Avoir une envie, c’est être en vie. N’est-ce pas une sensation à célébrer ? Si j’ai intuitivement envie de manger un pot de glace au parfum que j’adore, pourquoi aurais-je besoin de le dévorer ? Parce je ne suis pas ok avec ce que je suis en train de faire. Pour manger « à l’insu de moi-même » me confiait E., une de mes participantes. On parle de comportement égodystonique, à l’origine des compulsions. Un décalage entre ce que je pense que je devrais faire et ce que je fais. Si je pense que cette glace est « objectivement néfaste pour mon corps » et que j’en ai envie, c’est la lutte intérieure.

« Tout à quoi je résiste persiste, ce à quoi je fais face s’efface. »

Si je résiste à mon envie, lorsque ça lâche, par épuisement psychologique, je succombe. En dévorant. Comme les vannes d’un barrage qui s’ouvrent. Plutôt que de s’attacher au symptôme (la face émergée de l’iceberg), l’alimentation intuitive s’intéresse à la face immergée. Qu’est ce qui se cache derrière ce comportement quand je l’observe avec bienveillance et compassion ? Manger une glace peut raviver un souvenir d’enfant. Celui qui allait piocher dans le grand congélateur rempli de spécialités glacées de sa grand-mère et savourait sa glace comme le plus précieux trésor.

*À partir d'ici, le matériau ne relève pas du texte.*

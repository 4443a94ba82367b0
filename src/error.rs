//! Error types for `breathwork`
//!
//! A small hierarchy: engine errors for the timer state machine, config
//! errors for protocol files, and a top-level error that maps every failure
//! onto a process exit code.

use std::path::PathBuf;
use thiserror::Error;

// ============================================================================
// Exit Codes
// ============================================================================

/// Exit codes for `breathwork` CLI operations.
///
/// These codes follow Unix conventions.
pub struct ExitCode;

impl ExitCode {
    /// Successful execution (exercise completed)
    pub const SUCCESS: i32 = 0;

    /// General error
    pub const ERROR: i32 = 1;

    /// Configuration error (invalid YAML, validation failure)
    pub const CONFIG_ERROR: i32 = 2;

    /// I/O error (file not found, permission denied)
    pub const IO_ERROR: i32 = 3;

    /// Engine error (rejected start, internal fault)
    pub const ENGINE_ERROR: i32 = 5;

    /// Usage error (invalid arguments, unknown protocol)
    pub const USAGE_ERROR: i32 = 64;

    /// Exercise cancelled by SIGINT (Ctrl+C)
    pub const INTERRUPTED: i32 = 130;

    /// Terminated by SIGTERM
    pub const TERMINATED: i32 = 143;
}

// ============================================================================
// Top-Level Error
// ============================================================================

/// Top-level error type for `breathwork` operations.
#[derive(Debug, Error)]
pub enum BreathworkError {
    /// Protocol file loading or validation error
    #[error(transparent)]
    Config(#[from] ConfigError),

    /// Timer engine error
    #[error(transparent)]
    Engine(#[from] EngineError),

    /// I/O error
    #[error("I/O error: {0}")]
    Io(#[from] std::io::Error),

    /// JSON serialization error
    #[error("JSON error: {0}")]
    Json(#[from] serde_json::Error),

    /// Invalid command-line usage
    #[error("{0}")]
    Usage(String),

    /// The exercise was cancelled before it completed
    #[error("exercise cancelled")]
    Interrupted,
}

impl BreathworkError {
    /// Returns the appropriate exit code for this error.
    #[must_use]
    pub const fn exit_code(&self) -> i32 {
        match self {
            Self::Config(_) | Self::Json(_) => ExitCode::CONFIG_ERROR,
            Self::Engine(_) => ExitCode::ENGINE_ERROR,
            Self::Io(_) => ExitCode::IO_ERROR,
            Self::Usage(_) => ExitCode::USAGE_ERROR,
            Self::Interrupted => ExitCode::INTERRUPTED,
        }
    }
}

// ============================================================================
// Engine Errors
// ============================================================================

/// Errors raised by the phased timer engine.
#[derive(Debug, Error)]
pub enum EngineError {
    /// The protocol or cycle count passed to `start` is malformed.
    ///
    /// Raised before any state is touched; a running exercise keeps running.
    #[error("invalid exercise: {}", summarize(.0))]
    Validation(Vec<ValidationIssue>),

    /// The handle belongs to a run whose tick sequence was already taken.
    #[error("invalid handle for run {run_id}")]
    InvalidHandle {
        /// Run the handle was issued for
        run_id: u64,
    },

    /// The tick driver hit an internal fault and cancelled the run.
    #[error("engine fault: {0}")]
    Fault(String),
}

fn summarize(issues: &[ValidationIssue]) -> String {
    issues
        .iter()
        .map(ToString::to_string)
        .collect::<Vec<_>>()
        .join("; ")
}

// ============================================================================
// Configuration Errors
// ============================================================================

/// Protocol file loading and validation errors.
#[derive(Debug, Error)]
pub enum ConfigError {
    /// YAML parsing failed
    #[error("parse error in {path}: {message}")]
    ParseError {
        /// Path to the protocol file
        path: PathBuf,
        /// Line number where the error occurred (if available)
        line: Option<usize>,
        /// Error message from the parser
        message: String,
    },

    /// Protocol validation failed
    #[error("validation failed for {path}: {}", summarize(.errors))]
    ValidationError {
        /// Path (or preset name) of the protocol
        path: String,
        /// List of validation issues found
        errors: Vec<ValidationIssue>,
    },

    /// Referenced protocol file not found
    #[error("file not found: {path}")]
    MissingFile {
        /// Path to the missing file
        path: PathBuf,
    },

    /// Field has an invalid value
    #[error("invalid value for '{field}': got '{value}', expected {expected}")]
    InvalidValue {
        /// Name of the field with invalid value
        field: String,
        /// The actual value provided
        value: String,
        /// Description of what was expected
        expected: String,
    },

    /// Environment variable referenced in a protocol file is not set
    #[error("environment variable '{var}' not set (referenced at {location})")]
    EnvVarNotSet {
        /// Name of the environment variable
        var: String,
        /// Location where it was referenced
        location: String,
    },

    /// No built-in protocol has the requested name
    #[error("unknown protocol '{name}'")]
    UnknownProtocol {
        /// The name that was looked up
        name: String,
    },
}

// ============================================================================
// Validation Types
// ============================================================================

/// A single validation issue found while checking a protocol.
#[derive(Debug, Clone, PartialEq, Eq)]
pub struct ValidationIssue {
    /// Path to the problematic field (e.g., "protocol.phases[2].duration")
    pub path: String,
    /// Description of the validation issue
    pub message: String,
    /// Severity level of the issue
    pub severity: Severity,
}

impl ValidationIssue {
    /// Creates an error-level issue.
    #[must_use]
    pub fn error(path: impl Into<String>, message: impl Into<String>) -> Self {
        Self {
            path: path.into(),
            message: message.into(),
            severity: Severity::Error,
        }
    }

    /// Creates a warning-level issue.
    #[must_use]
    pub fn warning(path: impl Into<String>, message: impl Into<String>) -> Self {
        Self {
            path: path.into(),
            message: message.into(),
            severity: Severity::Warning,
        }
    }
}

impl std::fmt::Display for ValidationIssue {
    fn fmt(&self, f: &mut std::fmt::Formatter<'_>) -> std::fmt::Result {
        let prefix = match self.severity {
            Severity::Error => "error",
            Severity::Warning => "warning",
        };
        write!(f, "{}: {} at {}", prefix, self.message, self.path)
    }
}

/// Severity level for validation issues.
#[derive(Debug, Clone, Copy, PartialEq, Eq)]
pub enum Severity {
    /// Prevents the protocol from being used
    Error,
    /// Worth reporting, does not block the exercise
    Warning,
}

// ============================================================================
// Result Type Alias
// ============================================================================

/// Result type alias for `breathwork` operations.
pub type Result<T> = std::result::Result<T, BreathworkError>;

// ============================================================================
// Tests
// ============================================================================
//! Run state and the phase-advance step
//!
//! [`RunState`] is the single mutable entity of an exercise. It is advanced
//! one tick at a time by [`RunState::advance`], a pure function of the
//! accumulated state: no clock is ever sampled here, so a run of `C` cycles
//! over a protocol of `S` seconds is exactly `C * S` calls long.

use std::sync::Arc;

use serde::Serialize;

use crate::error::EngineError;
use crate::protocol::{ExercisePlan, PhaseName, PhaseSpec, Protocol};

/// Identifier of one run, unique per engine.
pub type RunId = u64;

/// Lifecycle status of a run.
#[derive(Debug, Clone, Copy, PartialEq, Eq, Hash, Serialize)]
#[serde(rename_all = "snake_case")]
pub enum RunStatus {
    /// No exercise is active.
    Idle,
    /// Ticking.
    Running,
    /// Every cycle ran to the end.
    Completed,
    /// Stopped early.
    Cancelled,
}

impl RunStatus {
    /// Whether no further ticks can follow.
    #[must_use]
    pub const fn is_terminal(self) -> bool {
        matches!(self, Self::Completed | Self::Cancelled)
    }
}

/// Why a run was cancelled.
#[derive(Debug, Clone, PartialEq, Eq, Serialize)]
#[serde(rename_all = "snake_case")]
pub enum CancelReason {
    /// The person asked to stop.
    UserRequested,
    /// A new exercise was started over this one.
    Superseded,
    /// The engine was shut down.
    Shutdown,
    /// The tick driver hit an internal fault.
    Fault(String),
}

impl std::fmt::Display for CancelReason {
    fn fmt(&self, f: &mut std::fmt::Formatter<'_>) -> std::fmt::Result {
        match self {
            Self::UserRequested => f.write_str("user requested"),
            Self::Superseded => f.write_str("superseded by a new exercise"),
            Self::Shutdown => f.write_str("engine shut down"),
            Self::Fault(msg) => write!(f, "fault: {msg}"),
        }
    }
}

/// Read-only snapshot of a run, delivered once per tick.
#[derive(Debug, Clone, PartialEq, Eq, Serialize)]
pub struct TickEvent {
    /// Run this tick belongs to
    pub run_id: RunId,
    /// 1-based ordinal of the tick within the run (0 before the first tick)
    pub tick: u64,
    /// 0-based cycle
    pub cycle_index: u32,
    /// 0-based phase within the cycle
    pub phase_index: usize,
    /// Current phase
    pub phase_name: PhaseName,
    /// Label to show for the current phase
    pub phase_label: &'static str,
    /// Seconds left in the current phase
    pub remaining_seconds: u32,
    /// Number of cycles in the run
    pub total_cycles: u32,
    /// Status after this tick
    pub status: RunStatus,
    /// Set on the terminal tick of a cancelled run
    #[serde(skip_serializing_if = "Option::is_none")]
    pub cancel_reason: Option<CancelReason>,
}

impl TickEvent {
    /// Whether this is the last tick of its run.
    #[must_use]
    pub const fn is_terminal(&self) -> bool {
        self.status.is_terminal()
    }
}

/// What a single [`RunState::advance`] did.
#[derive(Debug, Clone, Copy, PartialEq, Eq)]
pub enum Step {
    /// Same phase, one second less.
    Counting,
    /// Crossed into the next phase of the same cycle.
    PhaseEntered,
    /// Wrapped around into the first phase of the next cycle.
    CycleStarted,
    /// The last phase of the last cycle ran out.
    Completed,
}

/// Mutable state of one exercise run.
///
/// Invariants while `Running`: `cycle_index < total_cycles`,
/// `phase_index < protocol.len()`, and
/// `1 <= remaining_seconds <= current phase duration`. A terminal state keeps
/// the position it stopped at.
#[derive(Debug, Clone)]
pub struct RunState {
    protocol: Arc<Protocol>,
    total_cycles: u32,
    cycle_index: u32,
    phase_index: usize,
    remaining_seconds: u32,
    status: RunStatus,
    ticks: u64,
    cancel_reason: Option<CancelReason>,
}

impl RunState {
    /// Creates a running state at the start of the first phase.
    ///
    /// # Errors
    ///
    /// Returns `EngineError::Validation` if the protocol is empty, has a
    /// zero-length phase, or the plan has zero cycles.
    pub fn new(plan: &ExercisePlan) -> Result<Self, EngineError> {
        let issues = plan.validate();
        if !issues.is_empty() {
            return Err(EngineError::Validation(issues));
        }
        let first = plan
            .protocol
            .phase(0)
            .ok_or_else(|| EngineError::Fault("validated protocol has no phases".to_string()))?;

        Ok(Self {
            protocol: Arc::clone(&plan.protocol),
            total_cycles: plan.total_cycles,
            cycle_index: 0,
            phase_index: 0,
            remaining_seconds: first.duration_seconds,
            status: RunStatus::Running,
            ticks: 0,
            cancel_reason: None,
        })
    }

    /// Returns the number of cycles in the run.
    #[must_use]
    pub const fn total_cycles(&self) -> u32 {
        self.total_cycles
    }

    /// Returns the 0-based cycle index.
    #[must_use]
    pub const fn cycle_index(&self) -> u32 {
        self.cycle_index
    }

    /// Returns the 0-based phase index.
    #[must_use]
    pub const fn phase_index(&self) -> usize {
        self.phase_index
    }

    /// Returns the seconds left in the current phase.
    #[must_use]
    pub const fn remaining_seconds(&self) -> u32 {
        self.remaining_seconds
    }

    /// Returns the run status.
    #[must_use]
    pub const fn status(&self) -> RunStatus {
        self.status
    }

    /// Returns the number of ticks processed so far.
    #[must_use]
    pub const fn ticks(&self) -> u64 {
        self.ticks
    }

    /// Returns the cancellation reason, if cancelled.
    #[must_use]
    pub const fn cancel_reason(&self) -> Option<&CancelReason> {
        self.cancel_reason.as_ref()
    }

    /// Whether the run is still ticking.
    #[must_use]
    pub fn is_running(&self) -> bool {
        self.status == RunStatus::Running
    }

    /// Returns the current phase.
    ///
    /// # Errors
    ///
    /// Returns `EngineError::Fault` if the phase index is out of range.
    pub fn current_phase(&self) -> Result<&PhaseSpec, EngineError> {
        self.protocol.phase(self.phase_index).ok_or_else(|| {
            EngineError::Fault(format!(
                "phase index {} out of range for {} phases",
                self.phase_index,
                self.protocol.len()
            ))
        })
    }

    /// Advances the run by exactly one second.
    ///
    /// 1. Decrement the remaining seconds.
    /// 2. Still time left: stay in the phase.
    /// 3. Otherwise move to the next phase, wrapping to the next cycle, and
    ///    complete once the last cycle's last phase has run out. The
    ///    completed state keeps the final position with zero remaining.
    ///
    /// # Errors
    ///
    /// Returns `EngineError::Fault` if called on a run that is not running or
    /// whose position is inconsistent. The state is left untouched.
    pub fn advance(&mut self) -> Result<Step, EngineError> {
        if !self.is_running() {
            return Err(EngineError::Fault(format!(
                "advance called on a {:?} run",
                self.status
            )));
        }
        self.current_phase()?;
        let remaining = self.remaining_seconds.checked_sub(1).ok_or_else(|| {
            EngineError::Fault("running phase has no seconds left".to_string())
        })?;

        self.ticks += 1;
        self.remaining_seconds = remaining;
        if remaining > 0 {
            return Ok(Step::Counting);
        }

        let next_phase = self.phase_index + 1;
        if let Some(next) = self.protocol.phase(next_phase) {
            self.phase_index = next_phase;
            self.remaining_seconds = next.duration_seconds;
            return Ok(Step::PhaseEntered);
        }

        let next_cycle = self.cycle_index + 1;
        if next_cycle < self.total_cycles {
            let first = self.protocol.phase(0).ok_or_else(|| {
                EngineError::Fault("protocol lost its first phase".to_string())
            })?;
            self.phase_index = 0;
            self.cycle_index = next_cycle;
            self.remaining_seconds = first.duration_seconds;
            return Ok(Step::CycleStarted);
        }

        self.status = RunStatus::Completed;
        Ok(Step::Completed)
    }

    /// Moves a running state to `Cancelled`.
    ///
    /// Returns `false` (and changes nothing) if the run already ended.
    pub fn cancel(&mut self, reason: CancelReason) -> bool {
        if !self.is_running() {
            return false;
        }
        self.status = RunStatus::Cancelled;
        self.cancel_reason = Some(reason);
        true
    }

    /// Builds the snapshot observers see for the current position.
    #[must_use]
    pub fn snapshot(&self, run_id: RunId) -> TickEvent {
        // Position is always in range; fall back to the first phase rather
        // than fail while reporting.
        let phase_name = self
            .protocol
            .phase(self.phase_index)
            .or_else(|| self.protocol.phase(0))
            .map_or(PhaseName::Inhale, |p| p.name);

        TickEvent {
            run_id,
            tick: self.ticks,
            cycle_index: self.cycle_index,
            phase_index: self.phase_index,
            phase_name,
            phase_label: phase_name.label(),
            remaining_seconds: self.remaining_seconds,
            total_cycles: self.total_cycles,
            status: self.status,
            cancel_reason: self.cancel_reason.clone(),
        }
    }
}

Et pour le plat industriel, le meilleur moyen de se mettre à cuisiner n’est-il pas de déguster en conscience ce plat industriel ? Est-ce un plat industriel qui va mettre en danger notre santé ? L’alimentation intuitive nous invite à cultiver la souplesse dans nos choix. Le bien-être est une expérience vivante. Donc changeante. Il peut passer parfois par un aliment gras, sucré, industriel. Et parfois par la plus jolie des salades. Cette injonction au manger sain obsessionnelle dessert l’objectif premier. Si je savoure un gâteau industriel, dois-je me sentir coupable ? Chacun fait comme il peut (n’oublions que l’alimentation est un marqueur social) et veut. La culpabilité et la honte font des dégâts considérables chez les mangeurs. Et je ne parle pas de la grossophobie ambiante qui les accentue. Alors plutôt que de juger (qui sommes-nous pour le faire ?), je propose des expériences dans lequel j’invite à manger différemment. Vous seriez étonné de voir comment les comportements changent d’eux-mêmes. Et sont durables dès lors qu’ils sont cultivés.

 

Sans les influences de l’éducation et de la société en matière d’alimentation, les enfants ne seraient-ils pas naturellement enclins à se nourrir intuitivement ?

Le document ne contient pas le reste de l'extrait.